I don't know that much about the Baltimore case, really. I just think the fact that these things even occur and go to trial betrays how messy science really is. That suspicions can't always be tested or verified or excluded. That emotions run high and often influence the course of careers. That we can never really be sure what was deliberate, what was a mistake, and when we're lying to ourselves about everyone always wanting to do the right thing. Did you see this latest case with the guy from Harvard and the monkeys?


I don't know what to tell you, but I'm glad you found this somewhat comforting. I agree, the correct wording really is "is anybody ever going to help me". Sadly, I think the answer is no.

I think the way things are now, you have to help yourself, and if you're lucky, that persistence and determination will put you in the path of the right people who will appreciate all your hard work.

But I'm not a lucky person, and I can't say my persistence or determination ever amounted to much.
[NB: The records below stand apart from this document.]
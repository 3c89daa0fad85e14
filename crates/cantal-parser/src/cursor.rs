use cantal_core::SourceLocation;

/// Character iterator over script source tracking line and column.
pub(crate) struct Cursor<'a> {
    source: &'a str,
    pos: usize,
    line: usize,
    column: usize,
}

impl<'a> Cursor<'a> {
    pub(crate) fn new(source: &'a str) -> Self {
        Self {
            source,
            pos: 0,
            line: 1,
            column: 1,
        }
    }

    pub(crate) fn pos(&self) -> usize {
        self.pos
    }

    pub(crate) fn location(&self) -> SourceLocation {
        SourceLocation::new(self.line, self.column)
    }

    pub(crate) fn peek(&self) -> Option<char> {
        self.source[self.pos..].chars().next()
    }

    pub(crate) fn peek_next(&self) -> Option<char> {
        let mut chars = self.source[self.pos..].chars();
        chars.next();
        chars.next()
    }

    pub(crate) fn advance(&mut self) -> Option<char> {
        let ch = self.peek()?;
        self.pos += ch.len_utf8();
        if ch == '\n' {
            self.line += 1;
            self.column = 1;
        } else {
            self.column += 1;
        }
        Some(ch)
    }

    pub(crate) fn eat(&mut self, expected: char) -> bool {
        if self.peek() == Some(expected) {
            self.advance();
            true
        } else {
            false
        }
    }

    pub(crate) fn eat_while(&mut self, predicate: impl Fn(char) -> bool) {
        while let Some(ch) = self.peek() {
            if !predicate(ch) {
                break;
            }
            self.advance();
        }
    }

    pub(crate) fn slice(&self, start: usize, end: usize) -> &'a str {
        &self.source[start..end]
    }
}
use std::collections::BTreeMap;
use std::fs;
use std::path::Path;
use std::sync::OnceLock;

use cantal_core::{CantalError, Value};
use log::debug;
use regex::{Captures, Regex};
use walkdir::WalkDir;

/// Localized text templates, keyed by `<relative.path>.<key>`.
#[derive(Debug, Clone, Default, PartialEq, Eq)]
pub struct StringTable {
    entries: BTreeMap<String, String>,
}

impl StringTable {
    pub fn new() -> Self {
        Self::default()
    }

    /// Loads every `*.json` file under `root`. A file `npc/guard.json` holding
    /// `{"hello": "..."}` contributes the key `npc.guard.hello`.
    pub fn load_dir(root: &Path) -> Result<Self, CantalError> {
        let mut table = Self::new();
        for entry in WalkDir::new(root)
            .follow_links(false)
            .sort_by_file_name()
            .into_iter()
            .filter_map(Result::ok)
        {
            let path = entry.path();
            if !entry.file_type().is_file()
                || path.extension().and_then(|ext| ext.to_str()) != Some("json")
            {
                continue;
            }

            let prefix = path
                .strip_prefix(root)
                .map_err(|error| strings_error(path, error))?
                .with_extension("")
                .to_string_lossy()
                .replace(['/', '\\'], ".");
            let raw = fs::read_to_string(path).map_err(|error| strings_error(path, error))?;
            let strings: BTreeMap<String, String> =
                serde_json::from_str(&raw).map_err(|error| strings_error(path, error))?;
            for (key, template) in strings {
                table.insert(format!("{}.{}", prefix, key), template);
            }
        }
        debug!("loaded {} strings from {}", table.len(), root.display());
        Ok(table)
    }

    pub fn insert(&mut self, key: impl Into<String>, template: impl Into<String>) {
        self.entries.insert(key.into(), template.into());
    }

    pub fn get(&self, key: &str) -> Option<&str> {
        self.entries.get(key).map(String::as_str)
    }

    pub fn len(&self) -> usize {
        self.entries.len()
    }

    pub fn is_empty(&self) -> bool {
        self.entries.is_empty()
    }

    /// Substitutes `{0}`, `{1}`, ... in the template for `key` with the
    /// text of the matching argument.
    pub fn format(&self, key: &str, args: &[Value]) -> Result<String, CantalError> {
        let template = self.get(key).ok_or_else(|| CantalError::StringNotFound {
            key: key.to_string(),
        })?;

        if let Some(index) = placeholder_regex()
            .captures_iter(template)
            .filter_map(|caps| caps[1].parse::<usize>().ok())
            .find(|index| *index >= args.len())
        {
            return Err(CantalError::invalid_argument(
                "getString",
                format!(
                    "string \"{}\" uses placeholder {{{}}} but only {} argument(s) were given",
                    key,
                    index,
                    args.len()
                ),
            ));
        }

        let formatted = placeholder_regex().replace_all(template, |caps: &Captures<'_>| {
            caps[1]
                .parse::<usize>()
                .ok()
                .and_then(|index| args.get(index))
                .map(Value::to_text)
                .unwrap_or_default()
        });
        Ok(formatted.into_owned())
    }
}

fn placeholder_regex() -> &'static Regex {
    static REGEX: OnceLock<Regex> = OnceLock::new();
    REGEX.get_or_init(|| Regex::new(r"\{(\d+)\}").expect("placeholder regex must compile"))
}

fn strings_error(path: &Path, error: impl std::fmt::Display) -> CantalError {
    CantalError::ScriptRead {
        path: path.display().to_string(),
        message: error.to_string(),
    }
}

#[cfg(test)]
mod strings_tests {
    use super::*;

    #[test]
    fn format_substitutes_positional_placeholders() {
        let mut table = StringTable::new();
        table.insert("npc.guard.greet", "Halt, {0}! You owe {1} coins.");
        let text = table
            .format("npc.guard.greet", &[Value::from("Ana"), Value::Int(12)])
            .expect("format should succeed");
        assert_eq!(text, "Halt, Ana! You owe 12 coins.");
    }

    #[test]
    fn placeholders_may_repeat_and_appear_out_of_order() {
        let mut table = StringTable::new();
        table.insert("k", "{1}-{0}-{1}");
        let text = table
            .format("k", &[Value::Int(1), Value::Bool(true)])
            .expect("format should succeed");
        assert_eq!(text, "true-1-true");
    }

    #[test]
    fn unknown_key_and_missing_argument_are_errors() {
        let mut table = StringTable::new();
        table.insert("k", "needs {0}");
        let missing = table.format("nope", &[]).expect_err("unknown key");
        assert_eq!(missing.code(), "STRING_NOT_FOUND");
        let short = table.format("k", &[]).expect_err("missing argument");
        assert_eq!(short.code(), "INVALID_ARGUMENT");
    }

    #[test]
    fn load_dir_prefixes_keys_with_the_relative_path() {
        let dir = tempfile::tempdir().expect("tempdir");
        let nested = dir.path().join("npc");
        fs::create_dir_all(&nested).expect("mkdir");
        fs::write(nested.join("guard.json"), r#"{"hello": "Hi {0}"}"#).expect("write");
        fs::write(dir.path().join("menu.json"), r#"{"quit": "Quit"}"#).expect("write");
        fs::write(dir.path().join("notes.txt"), "ignored").expect("write");

        let table = StringTable::load_dir(dir.path()).expect("load should succeed");
        assert_eq!(table.len(), 2);
        assert_eq!(table.get("npc.guard.hello"), Some("Hi {0}"));
        assert_eq!(table.get("menu.quit"), Some("Quit"));
    }
}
I ended up working with selfish people who exploit everyone around them and wouldn't know how to help someone even if they wanted to. It is too easy to get burned out doing everything yourself, but I don't see how else you're supposed to proceed. No one will help you unless you seem worth helping, and even then, I don't know how you're supposed to get help from "the right people".

Eventually I got the impression that I would never be deemed Worthy Enough by "the right people". I was too far behind on the named fellowships and high-impact publications to ever catch up, and I just kept having the same bad luck.

I hope you have better luck than I did, or at least the serenity and wisdom to find something that makes you happy.

At 11:36 PM, Anonymous GM said...

Gauri and YFS,
If your goal is to get into industry, you may want to try an industrial post doc. I know its getting harder to find an indusrtrial position these days, but I dont think its not possible. Too many people give up after only a few try. I know atleast a few of my post doc friends did. I had graduated early this year, had attended 8 onsite interviews since oct 09 before I got an offer from a big pharma in april. I think there are too many experienced people in the market and the industries are also taking time to make a decision. We just have to keep trying. In addition to sending resumes online and talking to recruiters, I had used Linkedin to get intouch with managers in almost every company. The one advantage I had was few years of pharma experience from outside US, but I dont think it helped much in the current condition.

I have been a regular visitor of your blog for the past few years and wanted to offer some hope/help. Let me know if you need more info!

At 6:14 AM, Anonymous Revathi said...

Hi everyone,
I have had the same experience and now I have learned to keep a distance between me and my experiences which made me feel somewhat more zen. The question about "who is going to support me and how can I make this person interested in my career" is the most important question you have raised. In my opinion, if you didnt know it by the time you finished your PhD, or atleast by the first year into your post doc, there is a good possibility that no one is out there to support you. Once you know this, things get a little better since you know that you are on your own and have only yourself to fall back on.